The Web is basically a document standard – a description of what constitutes a Web page, together with a process for describing it’s location (the URL) and so of linking from one to another. When you do a Web search, for example using Google or Bing, then you get a list of documents in which the information you seek might be in.
A URI enables a unique way to identify a particular bit of data inside the Web page, and so link one bit to another. Thus it might be useful to distinguish London-the-place from the other London-the-places and from the several authors with surname London. We can get some way towards this by intelligent contextual analysis, the approach that Microsoft, for example, told me they are taking. This involves heavyweight data crunching using search technologies. The URI approach is to identify something as distinctive, for example, London the place in this particular geospatial location, and then give it a URI that others can use to refer to it to disambiguate it from all other occurrences of the concept or word.

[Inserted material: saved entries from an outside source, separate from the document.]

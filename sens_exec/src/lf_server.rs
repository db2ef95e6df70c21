//! # Line Follow Server Module
//!
//! TCP server for the line follower. Every client gets its own thread, commands from all clients
//! act on the same follower.

// ------------------------------------------------------------------------------------------------
// IMPORTS
// ------------------------------------------------------------------------------------------------

use comms_if::{
    net::{LineConn, LineEvent, NetError, NetParams},
    tc::line_follow::{LfResponse, LfTc},
};
use log::{debug, info, trace, warn};
use mech_lib::motor_ctrl::MotorDriver;
use std::io;
use std::net::{SocketAddr, TcpListener};
use std::sync::{
    atomic::{AtomicBool, Ordering},
    Arc, Mutex,
};
use std::thread::{self, JoinHandle};
use std::time::Duration;

use crate::leds::StatusLeds;
use crate::line_follow::LineFollower;
use crate::line_sensor::LineSensor;

// ------------------------------------------------------------------------------------------------
// CONSTANTS
// ------------------------------------------------------------------------------------------------

const ACCEPT_POLL_PERIOD: Duration = Duration::from_millis(50);

// ------------------------------------------------------------------------------------------------
// STRUCTS
// ------------------------------------------------------------------------------------------------

pub struct LfServer<M, S, L>
where
    M: MotorDriver,
    S: LineSensor,
    L: StatusLeds,
{
    listener: TcpListener,
    read_timeout: Duration,
    follower: Arc<Mutex<LineFollower<M, S, L>>>,
    shutdown: Arc<AtomicBool>,
}

// ------------------------------------------------------------------------------------------------
// ENUMS
// ------------------------------------------------------------------------------------------------

#[derive(thiserror::Error, Debug)]
pub enum LfServerError {
    #[error("Could not bind the server socket: {0}")]
    BindError(io::Error),

    #[error("Could not accept a connection: {0}")]
    AcceptError(io::Error),

    #[error("Could not start a client thread: {0}")]
    SpawnError(io::Error),

    #[error("Network error: {0}")]
    NetError(#[from] NetError),
}

// ------------------------------------------------------------------------------------------------
// IMPLS
// ------------------------------------------------------------------------------------------------

impl<M, S, L> LfServer<M, S, L>
where
    M: MotorDriver + Send + 'static,
    S: LineSensor + Send + 'static,
    L: StatusLeds + Send + 'static,
{
    pub fn new(
        params: &NetParams,
        follower: Arc<Mutex<LineFollower<M, S, L>>>,
        shutdown: Arc<AtomicBool>,
    ) -> Result<Self, LfServerError> {
        let listener = TcpListener::bind(params.endpoint()).map_err(LfServerError::BindError)?;
        listener
            .set_nonblocking(true)
            .map_err(LfServerError::BindError)?;

        Ok(Self {
            listener,
            read_timeout: params.read_timeout(),
            follower,
            shutdown,
        })
    }

    pub fn local_addr(&self) -> io::Result<SocketAddr> {
        self.listener.local_addr()
    }

    /// Accept clients until the shutdown flag is set, then wait for their threads to finish.
    pub fn run(&mut self) -> Result<(), LfServerError> {
        info!(
            "Line follow server listening on {:?}",
            self.listener.local_addr().ok()
        );

        let mut clients: Vec<JoinHandle<()>> = Vec::new();

        while !self.shutdown.load(Ordering::Relaxed) {
            let (stream, addr) = match self.listener.accept() {
                Ok(s) => s,
                Err(e) if e.kind() == io::ErrorKind::WouldBlock => {
                    clients.retain(|c| !c.is_finished());
                    thread::sleep(ACCEPT_POLL_PERIOD);
                    continue;
                }
                Err(e) if e.kind() == io::ErrorKind::Interrupted => continue,
                Err(e) => return Err(LfServerError::AcceptError(e)),
            };

            info!("Line follow client connected from {}", addr);

            let conn = match stream
                .set_nonblocking(false)
                .map_err(NetError::SocketOptionError)
                .and_then(|_| LineConn::new(stream, Some(self.read_timeout)))
            {
                Ok(c) => c,
                Err(e) => {
                    warn!("Could not set up client {}: {}", addr, e);
                    continue;
                }
            };

            let follower = self.follower.clone();
            let shutdown = self.shutdown.clone();

            let handle = thread::Builder::new()
                .name(format!("lf_client_{}", addr))
                .spawn(move || match serve_client(conn, &follower, &shutdown) {
                    Ok(()) => info!("Line follow client {} disconnected", addr),
                    Err(e) => warn!("Fault while serving line follow client {}: {}", addr, e),
                })
                .map_err(LfServerError::SpawnError)?;

            clients.push(handle);
        }

        for c in clients {
            if c.join().is_err() {
                warn!("Line follow client thread panicked");
            }
        }

        info!("Line follow server stopped");

        Ok(())
    }
}

// ------------------------------------------------------------------------------------------------
// FUNCTIONS
// ------------------------------------------------------------------------------------------------

fn serve_client<M, S, L>(
    mut conn: LineConn,
    follower: &Mutex<LineFollower<M, S, L>>,
    shutdown: &AtomicBool,
) -> Result<(), LfServerError>
where
    M: MotorDriver,
    S: LineSensor,
    L: StatusLeds,
{
    loop {
        let line = match conn.recv()? {
            LineEvent::Line(l) => l,
            LineEvent::Timeout => {
                if shutdown.load(Ordering::Relaxed) {
                    conn.close();
                    return Ok(());
                }
                continue;
            }
            LineEvent::Closed => return Ok(()),
        };

        if line.trim().is_empty() {
            continue;
        }

        trace!("Line follow command \"{}\"", line);

        let response = match line.parse::<LfTc>() {
            Ok(tc) => handle_tc(follower, tc),
            Err(e) => LfResponse::from(e),
        };

        debug!("Line follow reply \"{}\"", response);

        conn.send_line(&response.to_string())?;
    }
}

/// Execute one command against the follower.
pub fn handle_tc<M, S, L>(follower: &Mutex<LineFollower<M, S, L>>, tc: LfTc) -> LfResponse
where
    M: MotorDriver,
    S: LineSensor,
    L: StatusLeds,
{
    let mut lf = match follower.lock() {
        Ok(lf) => lf,
        Err(_) => return LfResponse::Error("Line follower unavailable".into()),
    };

    let result = match tc {
        LfTc::Calibrate => lf.calibrate(),
        LfTc::Start => lf.start(),
        LfTc::Stop => lf.stop(),
        LfTc::Speed(s) => Ok(lf.set_speed(s)),
        LfTc::Status => {
            return match serde_json::to_string(&lf.status()) {
                Ok(s) => LfResponse::Ok(s),
                Err(e) => LfResponse::Error(e.to_string()),
            }
        }
    };

    match result {
        Ok(m) => LfResponse::Ok(m),
        Err(e) => LfResponse::Error(e.to_string()),
    }
}

#[cfg(test)]
mod test {
    use super::*;
    use crate::leds::SimLeds;
    use crate::line_sensor::SimLineSensor;
    use crate::params::{LineFollowParams, LineSensorParams};
    use mech_lib::motor_ctrl::SimMotorDriver;

    type SimFollower = LineFollower<SimMotorDriver, SimLineSensor, SimLeds>;

    struct Fixture {
        addr: SocketAddr,
        sensor: SimLineSensor,
        shutdown: Arc<AtomicBool>,
        server: Option<JoinHandle<()>>,
    }

    impl Fixture {
        fn new() -> Self {
            let sensor = SimLineSensor::new(vec![500; 5]);

            let params = LineFollowParams {
                calibration_step_ms: 0,
                ..LineFollowParams::default()
            };
            let follower: SimFollower = LineFollower::new(
                SimMotorDriver::new(),
                sensor.clone(),
                SimLeds::new(4),
                &LineSensorParams::default(),
                &params,
            )
            .unwrap();

            let shutdown = Arc::new(AtomicBool::new(false));
            let net = NetParams {
                bind_addr: "127.0.0.1".into(),
                port: 0,
                read_timeout_ms: 20,
            };

            let mut server =
                LfServer::new(&net, Arc::new(Mutex::new(follower)), shutdown.clone()).unwrap();
            let addr = server.local_addr().unwrap();
            let server = thread::spawn(move || server.run().unwrap());

            Self {
                addr,
                sensor,
                shutdown,
                server: Some(server),
            }
        }

        fn connect(&self) -> LineConn {
            LineConn::connect(self.addr, Duration::from_secs(1), Some(Duration::from_secs(2)))
                .unwrap()
        }
    }

    impl Drop for Fixture {
        fn drop(&mut self) {
            self.shutdown.store(true, Ordering::Relaxed);
            if let Some(s) = self.server.take() {
                s.join().ok();
            }
        }
    }

    fn cmd(conn: &mut LineConn, line: &str) -> String {
        conn.send_line(line).unwrap();
        match conn.recv().unwrap() {
            LineEvent::Line(l) => l,
            e => panic!("Expected a reply to {}, got {:?}", line, e),
        }
    }

    #[test]
    fn test_commands() {
        let f = Fixture::new();
        let mut conn = f.connect();

        assert_eq!(cmd(&mut conn, "start"), "ERROR:Calibrate first");
        assert_eq!(cmd(&mut conn, "stop"), "OK:Was not following the line");
        assert_eq!(cmd(&mut conn, "SPEED:250"), "OK:Speed: 100");
        assert_eq!(
            cmd(&mut conn, "speed:fast"),
            "ERROR:Invalid speed format: invalid digit found in string"
        );
        assert_eq!(cmd(&mut conn, "jump"), "ERROR:Unknown command: jump");

        assert_eq!(cmd(&mut conn, "calibrate"), "OK:Calibration complete");
        assert_eq!(cmd(&mut conn, "start"), "OK:Line following started");
        assert_eq!(cmd(&mut conn, "start"), "OK:Already following the line");

        let status = cmd(&mut conn, "status");
        let json: serde_json::Value =
            serde_json::from_str(status.strip_prefix("OK:").unwrap()).unwrap();
        assert_eq!(json["is_calibrated"], true);
        assert_eq!(json["is_following"], true);
        assert_eq!(json["speed"], 100);

        assert_eq!(cmd(&mut conn, "stop"), "OK:Line following stopped");
    }

    #[test]
    fn test_clients_share_follower() {
        let f = Fixture::new();
        let mut a = f.connect();
        let mut b = f.connect();

        assert_eq!(cmd(&mut a, "speed:42"), "OK:Speed: 42");
        assert!(cmd(&mut b, "status").contains("\"speed\":42"));

        drop(a);
        assert!(cmd(&mut b, "status").starts_with("OK:"));

        f.sensor.set_failing(true);
        assert!(cmd(&mut b, "calibrate").starts_with("ERROR:Line sensor error"));
    }
}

This is the core idea of a URI, that a place, event, person, concept, document, or whatever can be given a unique identifier that others can use. Of course you need to do something more than that, as Sir Tim Berners-Lee describes in his four steps:
- Use URIs as names for things
- Use http URIs so that people can look up those names
- When someone looks up a URI, provide useful information using the W3C standards (RDF, SPARQL)
- Include links to other URIs so that they can discover more things
I usually add one more:
5. the provider of a set of URIs provides a Lookup service to take the object being named and provide a URI for it (i.e. the converse of 2.)
So what would be useful for government to do? One fruitful area to explore are those things that come and go, or move around, or change. For example MPs get appointed to serve in HM Government and then move around. Giving each MP a URI so that every time a press release reports their activities would be helpful, particularly as they are often described in different ways. Clicking on a URI link could take you to a page of information about them – for example their biography, committees they serve on etc, or, with a little macro on the side, a set of relevant links about them. And then there might be URIs for Departments. They come and go – when were they in existence? What were their responsibilities? Is there archived content about them? What is the current list of Departments? That kind of information we know would be useful to provide, as we get asked for them
Those are two examples of sets of URIs that government could usefully run: the MP names, and the list of Departments. Another might be the roles that comprise HMGovernment, i.e. the Ministers. Clearly at local government level the set of Local Authorities would be one that would be useful, so that one person referring to a public body would know it was the same one that another called by a different name or abbreviation.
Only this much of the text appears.